Она поселилась недалеко от стоянки, под орешником, куда Соломин натаскал травы. Но общались они редко. Только на время дождя она ползком забиралась под тент, в тамбур палатки. Принадлежа к охотничьему племени, проблем с добычей она не испытывала. Рыбой собака брезговала, кашу отвергала, даже не понюхав. Не кормить же ее рафинадом?
Время от времени собака исчезала в чащобе, возвращалась, когда ей вздумается, и заваливалась на лежанку под лещиной, сыто зевая. Положив голову на лапы, она все время присматривала за Соломиным то одним, то другим глазом. А когда он дольше обычного пропадал на берегу, расставляя донки, верши, увлекшись блеснением судака на бое или разделывая крупного жереха на балык, то рано или поздно обнаруживал ее у воды.
Однажды он возился с очагом коптильни, раздувая огонь. Внезапно услышал шаги по воде, плеск, чавканье, скачки… Он вынырнул из-под завесы дыма. Собака нервничала, металась по кромке, то и дело порываясь войти в реку. Вот она напряженно застыла, в стойке потянулась на тот берег, вдруг завыла, заскулила, мотнулась – и кинулась в воду; засучила лапами и бережно понесла над поверхностью страдающую морду. «Такое красивое существо – и так жалобно плавает, по-собачьи…» – подумал Соломин.

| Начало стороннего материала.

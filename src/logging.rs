//! Reopenable access/error log sinks, plus ambient diagnostic logging
//! (`spec.md` §2, §4.4; SPEC_FULL.md §4.7).
//!
//! `Sink` ports `horned.py`'s `Logfile`: it wraps a path, can be reopened
//! in place for log rotation, and a failed reopen is reported but leaves
//! the previous file descriptor in use (`spec.md` §7). Worker lifecycle
//! and error diagnostics that aren't part of the spec-mandated access/error
//! log go through `tracing` instead, the way `horned.py` keeps
//! `log.request(...)` (request logging) separate from `log.info`/
//! `log.error` (diagnostics).

use std::fs::{File, OpenOptions};
use std::io::{self, Write};
use std::path::PathBuf;
use std::sync::Mutex;

/// A single reopenable log file. `None` means the sink is disabled
/// (nothing configured) rather than pointing at `/dev/null`.
pub struct Sink {
    path: Option<PathBuf>,
    file: Mutex<Option<File>>,
}

impl Sink {
    pub fn open(path: Option<PathBuf>) -> Self {
        let file = path.as_ref().and_then(|p| open_append(p));
        Sink {
            path,
            file: Mutex::new(file),
        }
    }

    pub fn disabled() -> Self {
        Sink {
            path: None,
            file: Mutex::new(None),
        }
    }

    pub fn write_line(&self, line: &str) {
        let mut guard = self.file.lock().unwrap();
        if let Some(file) = guard.as_mut() {
            let _ = file.write_all(line.as_bytes());
            let _ = file.flush();
        }
    }

    /// Reopen the underlying file at the same path. On failure the
    /// previous, already-open file descriptor keeps being used — a log
    /// rotation race must never silently stop logging.
    pub fn reopen(&self) -> bool {
        let Some(path) = &self.path else {
            return true;
        };
        match open_append(path) {
            Some(new_file) => {
                *self.file.lock().unwrap() = Some(new_file);
                true
            }
            None => false,
        }
    }
}

fn open_append(path: &std::path::Path) -> Option<File> {
    OpenOptions::new().create(true).append(true).open(path).ok()
}

/// The access/error logging facade the manager and workers share.
pub struct Logger {
    access: Sink,
    error: Sink,
}

impl Logger {
    pub fn new(access_log: Option<PathBuf>, error_log: Option<PathBuf>) -> Self {
        Logger {
            access: Sink::open(access_log),
            error: Sink::open(error_log),
        }
    }

    /// Write one access-log line: peer address, request line verbatim,
    /// the first three characters of the status, body length, and elapsed
    /// time in seconds (`spec.md` §4.4).
    pub fn request(&self, client: &str, request_line: &str, status: &str, length: usize, elapsed: f64) {
        let status_code = &status[..status.len().min(3)];
        let line = format!(
            "{} \"{}\" {} {} {:.6}\n",
            client, request_line, status_code, length, elapsed
        );
        self.access.write_line(&line);
    }

    pub fn error(&self, msg: &str) {
        self.error.write_line(&format!("{}\n", msg));
        tracing::error!("{msg}");
    }

    /// Reopen both sinks, logging failures through `tracing` the way
    /// `horned.py`'s `Logger.reopen` reports them through `self.error`.
    pub fn reopen(&self) {
        tracing::info!("reopening log files");
        if !self.access.reopen() {
            tracing::error!("could not reopen access log");
        }
        if !self.error.reopen() {
            tracing::error!("could not reopen error log");
        }
    }
}

/// Install the ambient `tracing` subscriber for process lifecycle
/// diagnostics (worker spawned/died, shutdown progress, bind failures).
/// Independent of the configured access/error sinks above.
pub fn init_tracing() {
    let _ = tracing_subscriber::fmt()
        .with_env_filter(tracing_subscriber::EnvFilter::from_default_env())
        .try_init();
}

#[cfg(test)]
mod tests {
    use super::*;

    #[test]
    fn disabled_sink_is_a_noop() {
        let sink = Sink::disabled();
        sink.write_line("should vanish\n");
        assert!(sink.reopen());
    }

    #[test]
    fn sink_writes_and_reopens() {
        let dir = std::env::temp_dir().join(format!("preforkd-test-{}", std::process::id()));
        std::fs::create_dir_all(&dir).unwrap();
        let path = dir.join("access.log");

        let sink = Sink::open(Some(path.clone()));
        sink.write_line("first\n");
        assert!(sink.reopen());
        sink.write_line("second\n");

        let contents = std::fs::read_to_string(&path).unwrap();
        assert_eq!(contents, "first\nsecond\n");

        std::fs::remove_dir_all(&dir).ok();
    }

    #[test]
    fn logger_request_line_truncates_status_to_three_chars() {
        let dir = std::env::temp_dir().join(format!("preforkd-test-req-{}", std::process::id()));
        std::fs::create_dir_all(&dir).unwrap();
        let path = dir.join("access.log");

        let logger = Logger::new(Some(path.clone()), None);
        logger.request("127.0.0.1", "GET / HTTP/1.0", "200 OK", 2, 0.001);

        let contents = std::fs::read_to_string(&path).unwrap();
        assert!(contents.contains("127.0.0.1"));
        assert!(contents.contains("\"GET / HTTP/1.0\""));
        assert!(contents.contains(" 200 "));

        std::fs::remove_dir_all(&dir).ok();
    }
}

Но она не уплыла на тот берег, как Соломин втайне надеялся. Собака сделала круг над бочагом, выскочила, вывалялась в глине, закидываясь на спину, ерзая и повизгивая. Превратившись в бесхвостого голубого волка, снова скакнула в омут. Сделала две петли и зашла на третью. Черная вода в бочаге медленно кружилась. Ему показалось, что собака не может выплыть. Он бросился в воду, но она подалась от него, завершила круг и выскочила. Соломин поспешил за ней на берег. Его обдало брызгами, и они зашипели на углях под коптильней.